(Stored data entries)
....................
use std::collections::HashSet;
use std::io::Write;
use std::path::{Path, PathBuf};
use std::process;
use std::time::{Duration, Instant};

use clap::{Args, Parser, Subcommand};
use env_logger::Builder;
use log::LevelFilter;
use rayon::prelude::*;

use pqsearch_rs::io::{read_fvecs, read_groundtruth, uniform_dim, write_ids};
use pqsearch_rs::math::normalize;
use pqsearch_rs::{
    EmptyClusterPolicy, FlatIndex, PqConfig, PqError, PqIndex, SearchParams, SearchResult,
};

type CliResult<T> = Result<T, Box<dyn std::error::Error>>;

/// Build and query product-quantization indexes over .fvecs datasets.
#[derive(Parser, Debug)]
#[command(name = "pq_search")]
#[command(version = env!("CARGO_PKG_VERSION"))]
struct Cli {
    /// Increase log verbosity (-v info, -vv debug)
    #[arg(short, long, action = clap::ArgAction::Count, global = true)]
    verbose: u8,

    /// Only log errors
    #[arg(short, long, global = true)]
    quiet: bool,

    #[command(subcommand)]
    command: Command,
}

impl Cli {
    fn log_level(&self) -> LevelFilter {
        if self.quiet {
            return LevelFilter::Error;
        }
        match self.verbose {
            0 => LevelFilter::Warn,
            1 => LevelFilter::Info,
            _ => LevelFilter::Debug,
        }
    }
}

#[derive(Subcommand, Debug)]
enum Command {
    /// Train a PQ index on a base set and save it
    Build(BuildArgs),
    /// Search a saved PQ index
    Query(QueryArgs),
    /// Exact search over raw vectors; can emit ground truth
    Flat(FlatArgs),
}

#[derive(Args, Debug)]
struct BuildArgs {
    /// Base vectors (.fvecs)
    #[arg(long)]
    base: PathBuf,

    /// Where to write the index
    #[arg(long)]
    save: PathBuf,

    /// JSON build configuration; flags below override its fields
    #[arg(long)]
    config: Option<PathBuf>,

    /// Number of subspaces (M)
    #[arg(long)]
    subspaces: Option<usize>,

    /// Clusters per subspace (C)
    #[arg(long)]
    clusters: Option<usize>,

    #[arg(long)]
    max_iter: Option<usize>,

    #[arg(long)]
    seed: Option<u64>,

    /// Reseed empty clusters from the worst-fitting sample
    #[arg(long)]
    reseed_empty: bool,

    /// Unit-normalize base vectors before training
    #[arg(long)]
    normalize: bool,

    /// Only read the first N base vectors
    #[arg(long)]
    max_base: Option<usize>,
}

#[derive(Args, Debug)]
struct EvalArgs {
    /// Query vectors (.fvecs)
    #[arg(long)]
    queries: PathBuf,

    /// Ground-truth neighbour ids (.ivecs) for recall
    #[arg(long)]
    gt: Option<PathBuf>,

    #[arg(long, default_value_t = 10)]
    top_k: usize,

    /// Unit-normalize query vectors
    #[arg(long)]
    normalize: bool,

    #[arg(long)]
    max_queries: Option<usize>,

    /// Write result ids to this .ivecs file
    #[arg(long)]
    output: Option<PathBuf>,
}

#[derive(Args, Debug)]
struct QueryArgs {
    /// Index written by `build`
    #[arg(long)]
    load: PathBuf,

    #[command(flatten)]
    eval: EvalArgs,
}

#[derive(Args, Debug)]
struct FlatArgs {
    /// Base vectors (.fvecs)
    #[arg(long)]
    base: PathBuf,

    #[arg(long)]
    max_base: Option<usize>,

    #[command(flatten)]
    eval: EvalArgs,
}

fn main() {
    let cli = Cli::parse();

    Builder::new()
        .filter_level(cli.log_level())
        .format(|buf, record| writeln!(buf, "[{}] {}", record.level(), record.args()))
        .init();

    if let Err(err) = run(cli.command) {
        eprintln!("Error: {err}");
        let mut source = err.source();
        while let Some(inner) = source {
            eprintln!("  caused by: {inner}");
            source = inner.source();
        }
        process::exit(1);
    }
}

fn run(command: Command) -> CliResult<()> {
    match command {
        Command::Build(args) => run_build(&args),
        Command::Query(args) => run_query(&args),
        Command::Flat(args) => run_flat(&args),
    }
}

fn build_config(args: &BuildArgs) -> CliResult<PqConfig> {
    let mut config = match &args.config {
        Some(path) => PqConfig::from_json_path(path)?,
        None => PqConfig::default(),
    };
    if let Some(subspaces) = args.subspaces {
        config.subspace_num = subspaces;
    }
    if let Some(clusters) = args.clusters {
        config.clusters_per_subspace = clusters;
    }
    if let Some(max_iter) = args.max_iter {
        config.max_iter = max_iter;
    }
    if let Some(seed) = args.seed {
        config.seed = seed;
    }
    if args.reseed_empty {
        config.empty_cluster_policy = EmptyClusterPolicy::ReseedFromWorstFit;
    }
    Ok(config)
}

fn load_vectors(
    path: &Path,
    limit: Option<usize>,
    unit: bool,
    what: &str,
) -> CliResult<Vec<Vec<f32>>> {
    println!("Loading {what} vectors from {}...", path.display());
    let mut vectors = read_fvecs(path, limit)?;
    let dim = uniform_dim(&vectors)?;
    if unit {
        vectors.par_iter_mut().for_each(|v| {
            normalize(v);
        });
    }
    println!("Loaded {} {what} vectors (dim: {dim})", vectors.len());
    Ok(vectors)
}

fn run_build(args: &BuildArgs) -> CliResult<()> {
    let config = build_config(args)?;
    let base = load_vectors(&args.base, args.max_base, args.normalize, "base")?;

    println!(
        "Training PQ index (M={}, C={}, max_iter={}, seed={:#x}, empty clusters: {:?})...",
        config.subspace_num,
        config.clusters_per_subspace,
        config.max_iter,
        config.seed,
        config.empty_cluster_policy
    );
    let start = Instant::now();
    let index = PqIndex::train(&base, &config)?;
    let elapsed = start.elapsed();

    println!("\n=== Index Built ===");
    println!("Time: {:.2?}", elapsed);
    println!("Vectors: {}", index.len());
    println!(
        "Subspaces: {} x {} dims, code width: {:?}",
        index.subspace_num(),
        index.sub_dim(),
        index.codes().width()
    );

    println!("\nSaving index to {}...", args.save.display());
    index.save_to_path(&args.save)?;
    println!("Index saved successfully");
    Ok(())
}

fn run_query(args: &QueryArgs) -> CliResult<()> {
    println!("Loading PQ index from {}...", args.load.display());
    let index = PqIndex::load_from_path(&args.load)?;
    println!(
        "Index loaded ({} vectors, dim {}, {} subspaces)",
        index.len(),
        index.dim(),
        index.subspace_num()
    );
    evaluate(&args.eval, |query, params| index.search(query, params))
}

fn run_flat(args: &FlatArgs) -> CliResult<()> {
    let base = load_vectors(&args.base, args.max_base, args.eval.normalize, "base")?;
    let index = FlatIndex::new(&base)?;
    drop(base);
    evaluate(&args.eval, |query, params| index.search(query, params))
}

fn evaluate<F>(args: &EvalArgs, search: F) -> CliResult<()>
where
    F: Fn(&[f32], SearchParams) -> Result<Vec<SearchResult>, PqError> + Sync,
{
    let queries = load_vectors(&args.queries, args.max_queries, args.normalize, "query")?;
    let groundtruth = match &args.gt {
        Some(path) => {
            println!("Loading ground truth from {}...", path.display());
            let gt = read_groundtruth(path, args.max_queries)?;
            if gt.len() != queries.len() {
                return Err("Ground truth count doesn't match query count".into());
            }
            Some(gt)
        }
        None => None,
    };

    let params = SearchParams::new(args.top_k);
    println!(
        "\nEvaluating {} queries (top-k={})...",
        queries.len(),
        args.top_k
    );

    let start = Instant::now();
    let timed: Vec<(Vec<SearchResult>, Duration)> = queries
        .par_iter()
        .map(|query| {
            let query_start = Instant::now();
            let results = search(query, params)?;
            Ok((results, query_start.elapsed()))
        })
        .collect::<Result<_, PqError>>()?;
    let total_time = start.elapsed();

    let (results, latencies): (Vec<Vec<SearchResult>>, Vec<Duration>) = timed.into_iter().unzip();

    println!("\n=== Results ===");
    if let Some(groundtruth) = &groundtruth {
        println!(
            "Recall@{}: {:.4}",
            args.top_k,
            recall(&results, groundtruth, args.top_k)
        );
    }
    println!("QPS: {:.2}", queries.len() as f64 / total_time.as_secs_f64());
    print_latencies(&latencies);

    if let Some(path) = &args.output {
        let ids: Vec<Vec<usize>> = results
            .iter()
            .map(|row| row.iter().map(|r| r.id).collect())
            .collect();
        write_ids(path, &ids)?;
        println!("\nWrote result ids to {}", path.display());
    }
    Ok(())
}

fn recall(results: &[Vec<SearchResult>], groundtruth: &[Vec<usize>], top_k: usize) -> f64 {
    let mut hits = 0usize;
    let mut possible = 0usize;
    for (row, gt) in results.iter().zip(groundtruth) {
        let limit = top_k.min(gt.len());
        possible += limit;
        let gt_set: HashSet<usize> = gt[..limit].iter().copied().collect();
        hits += row
            .iter()
            .take(limit)
            .filter(|r| gt_set.contains(&r.id))
            .count();
    }
    if possible > 0 {
        hits as f64 / possible as f64
    } else {
        0.0
    }
}

fn print_latencies(latencies: &[Duration]) {
    let mut sorted = latencies.to_vec();
    sorted.sort();
    let percentile = |p: usize| {
        sorted
            .get(sorted.len() * p / 100)
            .map(|d| d.as_micros())
            .unwrap_or(0)
    };
    let avg = if sorted.is_empty() {
        0
    } else {
        sorted.iter().map(|d| d.as_micros()).sum::<u128>() / sorted.len() as u128
    };

    println!("\nLatency (us):");
    println!("  Avg: {:>8}", avg);
    println!("  P50: {:>8}", percentile(50));
    println!("  P95: {:>8}", percentile(95));
    println!("  P99: {:>8}", percentile(99));
    println!(
        "  Max: {:>8}",
        sorted.last().map(|d| d.as_micros()).unwrap_or(0)
    );
}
....................
## [AIM OF THE TASK]
In how many lines of the records does the string "inner" occur? Answer with the number alone.

## [TASK RESPONSE]
3